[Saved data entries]
....

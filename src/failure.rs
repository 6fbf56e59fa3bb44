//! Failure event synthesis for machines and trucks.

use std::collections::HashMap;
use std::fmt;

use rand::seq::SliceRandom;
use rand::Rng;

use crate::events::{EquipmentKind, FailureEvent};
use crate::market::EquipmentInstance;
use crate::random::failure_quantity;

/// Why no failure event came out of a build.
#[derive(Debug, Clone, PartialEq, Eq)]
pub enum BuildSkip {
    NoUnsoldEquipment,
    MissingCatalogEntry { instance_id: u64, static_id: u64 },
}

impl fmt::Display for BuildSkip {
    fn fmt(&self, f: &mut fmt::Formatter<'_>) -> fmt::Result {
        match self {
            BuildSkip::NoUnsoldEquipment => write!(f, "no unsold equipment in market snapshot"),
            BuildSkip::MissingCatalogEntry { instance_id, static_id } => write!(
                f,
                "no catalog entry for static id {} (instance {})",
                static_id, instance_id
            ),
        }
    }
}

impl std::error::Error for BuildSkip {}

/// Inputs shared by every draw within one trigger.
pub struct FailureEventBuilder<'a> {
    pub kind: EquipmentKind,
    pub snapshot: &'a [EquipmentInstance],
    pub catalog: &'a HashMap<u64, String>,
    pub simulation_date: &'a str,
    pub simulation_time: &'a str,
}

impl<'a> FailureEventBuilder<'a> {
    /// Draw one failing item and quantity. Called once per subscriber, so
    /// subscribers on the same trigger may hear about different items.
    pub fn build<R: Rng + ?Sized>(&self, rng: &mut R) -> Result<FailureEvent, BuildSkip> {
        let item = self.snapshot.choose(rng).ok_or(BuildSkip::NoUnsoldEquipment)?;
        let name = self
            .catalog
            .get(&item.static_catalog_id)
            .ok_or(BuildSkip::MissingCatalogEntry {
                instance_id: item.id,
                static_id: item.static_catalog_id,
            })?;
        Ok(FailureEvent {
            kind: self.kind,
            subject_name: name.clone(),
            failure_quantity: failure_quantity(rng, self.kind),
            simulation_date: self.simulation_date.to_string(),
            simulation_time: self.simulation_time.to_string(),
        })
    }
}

....

Your goal:
Could you return exactly the lines above from the line with "per subscriber, so" to the line with "pub fn build<R: Rng", both included, and nothing else?

Exercise response:
    /// Draw one failing item and quantity. Called once per subscriber, so
    /// subscribers on the same trigger may hear about different items.
    pub fn build<R: Rng + ?Sized>(&self, rng: &mut R) -> Result<FailureEvent, BuildSkip> {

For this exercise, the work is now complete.